The business combination values Complete Solaria at an implied $553 million pro forma enterprise value, at a price of $10.00 per share, prior to any potential redemptions by Freedom’s public stockholders. The pro forma enterprise value implies 1.9x the Company’s projected 2023 revenue.

The business combination transaction is expected to provide gross proceeds of $376 million, prior to any potential redemptions and payment of transaction expenses, which includes $346 million of cash held in Freedom’s trust account and promissory notes from certain investors. T.J. Rodgers and sponsor shareholders of Freedom Tidjane Thiam, Edward Zeng and Adam Gishen have entered into a binding agreement to purchase $7 million of convertible promissory notes, demonstrating their commitment to the transaction and belief in the combined company’s ability to create long term value. In addition, potential exists for investments of up to $23 million from additional investors prior to the consummation of the proposed business combination of Complete Solaria with Freedom. All Complete Solaria shareholders will roll 100% of their equity holdings into the new combined company.

The business combination transactions between Complete Solaria and Freedom have been approved by the Boards of Directors of each of Complete Solar, Solaria and Freedom. The transaction will require the approval of the stockholders of Freedom and Complete Solaria, and is subject to satisfaction or waiver of the conditions stated in the definitive agreements and other customary closing conditions, including review by the Securities and Exchange Commission (the “SEC”). The merger of Complete Solar and Solaria is currently expected to close in the fourth quarter of 2022, and the business combination between Complete Solaria and Freedom is currently expected to close in the first half of 2023.
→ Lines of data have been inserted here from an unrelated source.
//! Predicate serialization to `$filter` text.

use super::expr::Expr;
use super::expr::FieldRef;
use super::expr::UnaryOp;
use super::format::format_value;
use crate::error::QueryError;
use crate::model::EntityId;

/// Serializes predicate trees into `$filter` text.
///
/// A plain serializer writes bare field names. A joined serializer, used
/// when several resources take part in a query, writes `Resource/Field`,
/// looking the resource up by the field's declaring entity.
#[derive(Debug, Clone, Copy, Default)]
pub struct PredicateSerializer<'a> {
    resources: Option<&'a [(EntityId, String)]>,
}

impl<'a> PredicateSerializer<'a> {
    /// Creates a serializer writing bare field names.
    pub fn new() -> Self {
        Self { resources: None }
    }

    /// Creates a serializer qualifying fields with their resource name.
    pub fn joined(resources: &'a [(EntityId, String)]) -> Self {
        Self {
            resources: Some(resources),
        }
    }

    /// Serializes an optional predicate.
    ///
    /// Returns `Ok(None)` when there is no predicate.
    pub fn serialize(&self, expr: Option<&Expr>) -> Result<Option<String>, QueryError> {
        match expr {
            Some(expr) => {
                let mut out = String::new();
                self.write(expr, &mut out)?;
                Ok(Some(out))
            }
            None => Ok(None),
        }
    }

    /// Writes a predicate into `out`.
    pub fn write(&self, expr: &Expr, out: &mut String) -> Result<(), QueryError> {
        match expr {
            Expr::Constant(value) => out.push_str(&format_value(value)),
            Expr::Field(field) => out.push_str(&self.field_name(field)?),
            Expr::Binary { op, left, right } => {
                let token = op.token().ok_or_else(|| {
                    QueryError::unsupported(format!("binary operator '{}'", op.name()))
                })?;
                out.push('(');
                self.write(left, out)?;
                out.push(' ');
                out.push_str(token);
                out.push(' ');
                self.write(right, out)?;
                out.push(')');
            }
            Expr::Unary { op, operand } => match op {
                UnaryOp::Not => {
                    out.push_str("not ");
                    self.write(operand, out)?;
                }
                UnaryOp::Convert => self.write(operand, out)?,
                UnaryOp::Negate => {
                    return Err(QueryError::unsupported("unary operator 'negate'"));
                }
            },
            Expr::Call {
                function,
                receiver,
                args,
            } => {
                let (first, second) = match receiver {
                    Some(receiver) => (Some(receiver.as_ref()), args.first()),
                    None => (args.first(), args.get(1)),
                };
                let (Some(first), Some(second)) = (first, second) else {
                    return Err(QueryError::invalid(format!(
                        "{}() needs two arguments",
                        function.name()
                    )));
                };
                out.push_str(function.name());
                out.push('(');
                self.write(first, out)?;
                out.push_str(", ");
                self.write(second, out)?;
                out.push(')');
            }
            Expr::Lambda { body, .. } => self.write(body, out)?,
        }
        Ok(())
    }

    fn field_name(&self, field: &FieldRef) -> Result<String, QueryError> {
        let Some(resources) = self.resources else {
            return Ok(field.name.clone());
        };
        let resource = resources
            .iter()
            .find(|(id, _)| *id == field.owner)
            .map(|(_, name)| name)
            .ok_or_else(|| {
                QueryError::UnknownResource(format!(
                    "{} is not part of this query (field {})",
                    field.owner.type_name(),
                    field.name
                ))
            })?;
        Ok(format!("{}/{}", resource, field.name))
    }
}

/// Serializes a predicate with bare field names.
pub fn serialize_predicate(expr: &Expr) -> Result<String, QueryError> {
    let mut out = String::new();
    PredicateSerializer::new().write(expr, &mut out)?;
    Ok(out)
}

/// Returns the field under `expr`, which must be a field reference
/// optionally wrapped in conversions.
pub(crate) fn field_of(expr: &Expr) -> Result<&FieldRef, QueryError> {
    expr.as_field().ok_or_else(|| {
        QueryError::invalid(format!(
            "expected a field reference, found a {} expression",
            expr.kind()
        ))
    })
}

/// Returns the member names of a projection.
pub(crate) fn member_names(items: &[Expr]) -> Result<Vec<&str>, QueryError> {
    items
        .iter()
        .map(|item| field_of(item).map(|field| field.name.as_str()))
        .collect()
}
Additional information about the proposed transactions, including a copy of the business combination agreement and related ancillary agreements in connection with the proposed business combination between Complete Solaria and Freedom, and an investor presentation, will be provided in a Current Report on Form 8-K to be filed by Freedom with the SEC, which will be available at www.sec.gov. More information about the proposed transactions will also be described in Freedom’s proxy statement/prospectus relation to the proposed business combination, which Freedom will file with the SEC and will be available at www.sec.gov.

Advisors

Cooley is serving as legal advisor to Complete Solaria. Paul Hastings LLP is serving as legal advisor to Freedom. Duff and Phelps will provide a fairness opinion to the Board of Directors of Freedom in connection with the proposed business combination with Complete Solaria.

Investor Conference Call Information

Complete Solaria and Freedom will host a joint investor conference call at 9:00AM EDT, today, October 3rd 2022, to discuss the proposed transaction. To listen to the prepared remarks via telephone, dial (877) 423-9813 (U.S.) or +1 (201) 689-8573 (International). The telephone replay will be available via telephone dial (844) 512-2921 (U.S.) or +1 (412) 317-6671 (International) and referencing the PIN 13733300. The replay will be available through October 13, 2022. A transcript of this conference call can also be found on Complete Solaria’s webpage at: www.completesolaria.com and will be filed by Freedom with the SEC, which will be available at www.sec.gov.

About Complete Solaria

Complete Solaria combines two of the leading residential solar companies in the U.S., Complete Solar and Solaria. The combination of businesses will create a compelling customer offering with best-in-class technology, which is expected to include financing, project fulfilment, and service allowing the combined company to sell more product across more markets and enable a package of financing options for customers wishing to make the switch to a more energy-efficient existence. Complete Solaria is backed by a world-class group of investors, including T.J. Rodgers and certain sponsor shareholders of Freedom. To learn more visit: www.completesolaria.com.

About Freedom

Freedom is a blank check company, formed for the purpose of effecting a merger, share exchange, asset acquisition, share purchase, reorganisation or similar business combination with one or more businesses. Freedom is led by the Executive Chairman Tidjane Thiam, who previously served as CEO of Credit Suisse and Prudential.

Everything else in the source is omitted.